Fosse como fosse, as trocas de mensagem se tornaram uma forma de alertar sobre
locais perigosos e potenciais ameaças. Em Brighton, a situação ficou tão
complicada que alguns entregadores começaram a andar com armas improvisadas
para o caso de serem alvos de ladrões. Conheci um trabalhador que levava um
martelo consigo o tempo todo. A princípio, considerei que ele estava sendo
irracional- se alguém estivesse tão determinado a roubar sua moto a ponto de obrigá-lo
a se defender com um martelo, realmente valia a pena resistir? Afinal, perder a
moto era melhor que levar uma facada. Certa noite, no ponto de espera dos
motoqueiros, fui em busca de mais detalhes. “Se eu perder a moto, perco tudo”,
ele falou. A moto havia sido comprada para exercer o trabalho: se o veículo
fosse roubado, ele perderia sua fonte de renda, mas ainda teria as prestações
para pagar todo mês [...]
Quando comecei
naquele trabalho, me sentia sozinho. Circulando pela cidade à noite, estressado até
os ossos, essa sensação de isolamento era uma coisa bem desagradável. Eu tinha
plena consciência de que um acidente grave poderia acontecer a qualquer momento
e que eu não teria nenhum apoio nesse caso. Mas então comecei a me sentir parte
de uma comunidade, que poderia me ajudar em momentos de necessidade.

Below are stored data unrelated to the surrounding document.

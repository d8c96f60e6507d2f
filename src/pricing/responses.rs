//! Response DTOs for pricing API endpoints.

use rust_decimal::Decimal;
use serde::Serialize;

use super::calculators::PriceCalculation;

/// Money value for JSON responses
#[derive(Debug, Clone, PartialEq, Serialize)]
pub struct MoneyResponse {
    #[serde(with = "rust_decimal::serde::str")]
    pub amount: Decimal,
    pub currency: String,
}

impl MoneyResponse {
    pub fn new(amount: Decimal, currency: &str) -> Self {
        Self {
            amount,
            currency: currency.to_string(),
        }
    }
}

/// Response for a price calculation
#[derive(Debug, Clone, Serialize)]
pub struct PriceCalculationResponse {
    #[serde(with = "rust_decimal::serde::str")]
    pub installed_power_kw: Decimal,
    pub panels_price: MoneyResponse,
    pub inverter_price: MoneyResponse,
    pub optimizers_price: MoneyResponse,
    pub mounting_price: MoneyResponse,
    pub storage_price: MoneyResponse,
    pub accessories_price: MoneyResponse,
    pub base_price: MoneyResponse,
    #[serde(with = "rust_decimal::serde::str")]
    pub margin_percent: Decimal,
    pub margin_amount: MoneyResponse,
    pub final_price: MoneyResponse,
    pub commission: MoneyResponse,
}

impl PriceCalculationResponse {
    pub fn from_calculation(calc: &PriceCalculation, currency: &str) -> Self {
        Self {
            installed_power_kw: calc.installed_power_kw,
            panels_price: MoneyResponse::new(calc.panels_price, currency),
            inverter_price: MoneyResponse::new(calc.inverter_price, currency),
            optimizers_price: MoneyResponse::new(calc.optimizers_price, currency),
            mounting_price: MoneyResponse::new(calc.mounting_price, currency),
            storage_price: MoneyResponse::new(calc.storage_price, currency),
            accessories_price: MoneyResponse::new(calc.accessories_price, currency),
            base_price: MoneyResponse::new(calc.base_price, currency),
            margin_percent: calc.margin,
            margin_amount: MoneyResponse::new(calc.margin_amount, currency),
            final_price: MoneyResponse::new(calc.final_price, currency),
            commission: MoneyResponse::new(calc.commission, currency),
        }
    }
}

/// Generic pricing error response
#[derive(Debug, Serialize)]
pub struct PricingErrorResponse {
    pub error_type: String,
    pub message: String,
    #[serde(skip_serializing_if = "Option::is_none")]
    pub details: Option<serde_json::Value>,
}
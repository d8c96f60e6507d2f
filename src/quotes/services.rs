//! Quote saving.

use chrono::{DateTime, Datelike, Duration, Utc, Weekday};
use serde::Serialize;
use tracing::{error, info};
use uuid::Uuid;

use super::models::{QuoteData, QuoteDraft, QuoteStatus};
use super::QuoteStore;

/// A quote stays valid for this many working days
pub const QUOTE_VALIDITY_BUSINESS_DAYS: u32 = 7;

/// Outcome of a save, reported once to the caller
#[derive(Debug, Clone, PartialEq, Serialize)]
pub struct SaveQuoteResult {
    pub success: bool,
    #[serde(skip_serializing_if = "Option::is_none")]
    pub id: Option<Uuid>,
    #[serde(skip_serializing_if = "Option::is_none")]
    pub error: Option<String>,
    #[serde(skip_serializing_if = "Option::is_none")]
    pub expires_at: Option<DateTime<Utc>>,
}

/// Move forward `days` working days, stepping one calendar day at a time and
/// counting only Monday to Friday. The time of day is kept.
pub fn add_business_days(start: DateTime<Utc>, days: u32) -> DateTime<Utc> {
    let mut date = start;
    let mut remaining = days;
    while remaining > 0 {
        date += Duration::days(1);
        if !matches!(date.weekday(), Weekday::Sat | Weekday::Sun) {
            remaining -= 1;
        }
    }
    date
}

/// Stamp a draft as an active quote created at `now`
pub fn activate(draft: QuoteDraft, now: DateTime<Utc>) -> QuoteData {
    QuoteData {
        client: draft.client,
        components: draft.components,
        calculation: draft.calculation,
        created_at: now,
        expires_at: add_business_days(now, QUOTE_VALIDITY_BUSINESS_DAYS),
        status: QuoteStatus::Active,
    }
}

/// Save a quote created now
pub async fn save_quote(store: &dyn QuoteStore, draft: QuoteDraft) -> SaveQuoteResult {
    save_quote_at(store, draft, Utc::now()).await
}

/// Save a quote as of `now`. No retry: a failure is logged and returned.
pub async fn save_quote_at(
    store: &dyn QuoteStore,
    draft: QuoteDraft,
    now: DateTime<Utc>,
) -> SaveQuoteResult {
    let quote = activate(draft, now);

    match store.save_quote(&quote).await {
        Ok(id) => {
            info!(
                "Saved quote {} for {} (final price {}, expires {})",
                id, quote.client.name, quote.calculation.final_price, quote.expires_at
            );
            SaveQuoteResult {
                success: true,
                id: Some(id),
                error: None,
                expires_at: Some(quote.expires_at),
            }
        }
        Err(e) => {
            error!("Failed to save quote for {}: {}", quote.client.name, e);
            SaveQuoteResult {
                success: false,
                id: None,
                error: Some(e.to_string()),
                expires_at: None,
            }
        }
    }
}

#[cfg(test)]
mod tests {
    use super::*;
    use crate::pricing::calculators::{calculate_price, ComponentSelection, MarginPercent};
    use crate::pricing::services::SelectedComponents;
    use crate::pricing::static_catalog::*;
    use crate::quotes::models::ClientContact;
    use crate::quotes::testing::{FailingQuoteStore, MemoryQuoteStore};
    use chrono::TimeZone;
    use rust_decimal_macros::dec;

    fn at(y: i32, m: u32, d: u32, h: u32) -> DateTime<Utc> {
        Utc.with_ymd_and_hms(y, m, d, h, 0, 0).unwrap()
    }

    fn draft() -> QuoteDraft {
        let catalog = StaticCatalog::sample();
        let selection = ComponentSelection {
            panel: &catalog.panels[0],
            panel_count: 10,
            inverter: &catalog.inverters[0],
            optimizer: None,
            mounting: &catalog.mounting_systems[0],
            storage: None,
        };
        QuoteDraft {
            client: ClientContact {
                name: "Jan Kowalski".to_string(),
                email: Some("jan@example.com".to_string()),
                phone: None,
                address: Some("ul. Słoneczna 5, Kraków".to_string()),
                notes: None,
            },
            components: SelectedComponents {
                panel_id: JINKO_420_ID,
                panel_count: 10,
                inverter_id: FRONIUS_SYMO_ID,
                optimizer_id: None,
                mounting_system_id: PITCHED_ROOF_ID,
                storage_id: None,
            },
            calculation: calculate_price(&selection, &catalog.accessories, MarginPercent::new(dec!(20))),
        }
    }

    #[test]
    fn test_business_days_from_monday() {
        // 2026-10-19 is a Monday
        assert_eq!(add_business_days(at(2026, 10, 19, 9), 7), at(2026, 10, 28, 9));
    }

    #[test]
    fn test_business_days_from_friday() {
        assert_eq!(add_business_days(at(2026, 10, 23, 15), 7), at(2026, 11, 3, 15));
    }

    #[test]
    fn test_business_days_from_weekend() {
        assert_eq!(add_business_days(at(2026, 10, 24, 12), 7), at(2026, 11, 3, 12));
        assert_eq!(add_business_days(at(2026, 10, 25, 12), 7), at(2026, 11, 3, 12));
    }

    #[test]
    fn test_business_days_never_land_on_weekend() {
        for offset in 0..14 {
            let start = at(2026, 10, 19, 8) + Duration::days(offset);
            let end = add_business_days(start, QUOTE_VALIDITY_BUSINESS_DAYS);
            assert!(!matches!(end.weekday(), Weekday::Sat | Weekday::Sun));
            assert!(end - start >= Duration::days(9));
        }
    }

    #[test]
    fn test_zero_business_days() {
        let start = at(2026, 10, 24, 12);
        assert_eq!(add_business_days(start, 0), start);
    }

    #[tokio::test]
    async fn test_save_quote_stamps_and_stores() {
        let store = MemoryQuoteStore::default();
        let now = at(2026, 10, 19, 10);

        let result = save_quote_at(&store, draft(), now).await;

        assert!(result.success);
        assert!(result.error.is_none());
        assert_eq!(result.expires_at, Some(at(2026, 10, 28, 10)));

        let saved = store.saved.lock().await;
        assert_eq!(saved.len(), 1);
        let (id, quote) = &saved[0];
        assert_eq!(result.id, Some(*id));
        assert_eq!(quote.status, QuoteStatus::Active);
        assert_eq!(quote.created_at, now);
        assert_eq!(quote.expires_at, at(2026, 10, 28, 10));
        assert!(!quote.is_expired_at(at(2026, 10, 28, 9)));
        assert!(quote.is_expired_at(at(2026, 10, 28, 10)));
    }

    #[tokio::test]
    async fn test_save_quote_failure_is_reported() {
        let result = save_quote_at(&FailingQuoteStore, draft(), at(2026, 10, 19, 10)).await;

        assert!(!result.success);
        assert!(result.id.is_none());
        assert!(result.error.unwrap().contains("disk full"));
    }
}
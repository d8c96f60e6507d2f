//! Client quotes.
//!
//! Saving a priced selection as a quote valid for seven business days. Storage
//! sits behind [`QuoteStore`] so the service never holds a database handle
//! directly.

pub mod models;
pub mod queries;
pub mod routes;
pub mod services;

use async_trait::async_trait;
use uuid::Uuid;

use crate::error::AppError;

use models::QuoteData;

pub use queries::PgQuoteStore;
pub use routes::router;
pub use services::{save_quote, SaveQuoteResult};

/// Persistence for saved quotes
#[async_trait]
pub trait QuoteStore: Send + Sync {
    /// Store the quote and return its assigned id
    async fn save_quote(&self, quote: &QuoteData) -> Result<Uuid, AppError>;
}
use std::sync::Arc;
use std::time::Duration;

use anyhow::Context;
use sqlx::postgres::PgPoolOptions;
use tracing::info;
use tracing_subscriber::{layer::SubscriberExt, util::SubscriberInitExt, EnvFilter};

use solarquote_web::cache::{start_cache_warmer, CatalogCache};
use solarquote_web::config::{CatalogSourceKind, Config};
use solarquote_web::pricing::{Catalog, CatalogSource, PgCatalog, StaticCatalog};
use solarquote_web::quotes::PgQuoteStore;
use solarquote_web::{app, AppState};

#[tokio::main]
async fn main() -> anyhow::Result<()> {
    dotenvy::dotenv().ok();

    tracing_subscriber::registry()
        .with(
            EnvFilter::try_from_default_env()
                .unwrap_or_else(|_| EnvFilter::new("solarquote_web=info,tower_http=info")),
        )
        .with(tracing_subscriber::fmt::layer())
        .init();

    let config = Config::from_env().context("loading configuration")?;

    let pool = PgPoolOptions::new()
        .max_connections(config.database_max_connections)
        .connect(&config.database_url)
        .await
        .context("connecting to database")?;

    let source: Arc<dyn CatalogSource> = match config.catalog_source {
        CatalogSourceKind::Postgres => Arc::new(PgCatalog::new(pool.clone())),
        CatalogSourceKind::Static => Arc::new(StaticCatalog::sample()),
    };
    info!("Catalog source: {:?}", config.catalog_source);

    let ttl = config.catalog_cache_ttl;
    let catalog = Catalog::new(source, CatalogCache::new(ttl));
    // interval() panics on a zero period
    let warm_period = (ttl / 2).max(Duration::from_secs(1));
    tokio::spawn(start_cache_warmer(catalog.clone(), warm_period));

    let bind_addr = config.bind_addr.clone();
    let state = AppState {
        catalog,
        quotes: Arc::new(PgQuoteStore::new(pool)),
        config: Arc::new(config),
    };

    let listener = tokio::net::TcpListener::bind(&bind_addr)
        .await
        .with_context(|| format!("binding {}", bind_addr))?;
    info!("Listening on {}", bind_addr);

    axum::serve(listener, app(state)).await?;

    Ok(())
}
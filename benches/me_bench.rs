#![allow(missing_docs)]
#![allow(clippy::unwrap_used)]

use std::hint::black_box;

use criterion::{Criterion, criterion_group, criterion_main};
use v_frame::plane::Plane;
use vp9_motion::{
    Area,
    AsRegion,
    CandidateRow,
    MotionEstimationConfig,
    PartitionSadTable,
    PlaneOffset,
    Rect,
    SearchResult,
    SearchWindow,
    SuperblockBestState,
    aggregate_candidate_row,
    estimate_frame_motion,
    exhaustive_search,
    get_sad,
};

fn make_plane(width: usize, height: usize, seed: usize) -> Plane<u8> {
    let mut plane = Plane::new(width, height, 0, 0, 64, 64);
    let stride = plane.cfg.stride;
    for (i, row) in plane.data.chunks_mut(stride).enumerate() {
        for (j, px) in row.iter_mut().enumerate() {
            *px = ((i * 31 + j * 7 + seed * 43) & 255) as u8;
        }
    }
    plane
}

fn sad_benchmark(c: &mut Criterion) {
    let org = make_plane(256, 256, 0);
    let reference = make_plane(256, 256, 1);

    c.bench_function("sad 64x64", |b| {
        let org_region = org.region(Area::StartingAt { x: 64, y: 64 });
        let ref_region = reference.region(Area::StartingAt { x: 61, y: 66 });
        b.iter(|| {
            black_box(get_sad(
                black_box(&org_region),
                black_box(&ref_region),
                64,
                64,
                8,
            ))
        })
    });
}

fn exhaustive_benchmark(c: &mut Criterion) {
    let org = make_plane(256, 256, 0);
    let reference = make_plane(256, 256, 1);

    c.bench_function("exhaustive 16x16 over 32x32 window", |b| {
        let po = PlaneOffset { x: 96, y: 96 };
        let org_region = org.region(Area::Rect(Rect {
            x: po.x,
            y: po.y,
            width: 16,
            height: 16,
        }));
        let window = SearchWindow {
            x: -16,
            y: -16,
            width: 32,
            height: 32,
        };
        b.iter(|| {
            let mut best = SearchResult::seeded(0, 0);
            exhaustive_search(
                black_box(&org_region),
                black_box(&reference),
                po,
                window,
                16,
                16,
                8,
                &mut best,
            );
            black_box(best)
        })
    });
}

fn aggregate_benchmark(c: &mut Criterion) {
    let org = make_plane(256, 256, 0);
    let reference = make_plane(256, 256, 1);

    c.bench_function("candidate row batch + aggregate", |b| {
        let po = PlaneOffset { x: 64, y: 64 };
        let org_region = org.region(Area::Rect(Rect {
            x: po.x,
            y: po.y,
            width: 64,
            height: 64,
        }));
        b.iter(|| {
            let mut state = SuperblockBestState::empty();
            let mut table = PartitionSadTable::new();
            for dy in -2i16..2 {
                table.compute(black_box(&org_region), black_box(&reference), po, -4, dy);
                aggregate_candidate_row(&mut state, CandidateRow::from_fullpel(-4, dy), &table);
            }
            black_box(state)
        })
    });
}

fn frame_benchmark(c: &mut Criterion) {
    let mut group = c.benchmark_group("frame");
    group.sample_size(20);
    group.bench_function("estimate 192x192 frame", |b| {
        let org = make_plane(192, 192, 0);
        let reference = make_plane(192, 192, 1);
        let cfg = MotionEstimationConfig::default();
        b.iter(|| black_box(estimate_frame_motion(&org, &reference, &cfg, 8).unwrap()))
    });
    group.finish();
}

criterion_group!(
    benches,
    sad_benchmark,
    exhaustive_benchmark,
    aggregate_benchmark,
    frame_benchmark
);
criterion_main!(benches);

Descobri
que havia uma rede de solidariedade em ação, que mantinha uma grande parte
daquela força de trabalho em contato diário. E essa solidariedade seria
fundamental para nós, algum tempo depois.
Callum Cant
Delivery Fight! A luta contra os patrões
sem rosto.
Tradução de Alexandre Boide, Prefácio
de Leo Vinicius Liberato. São Paulo: Veneta, 2021, p 74-75.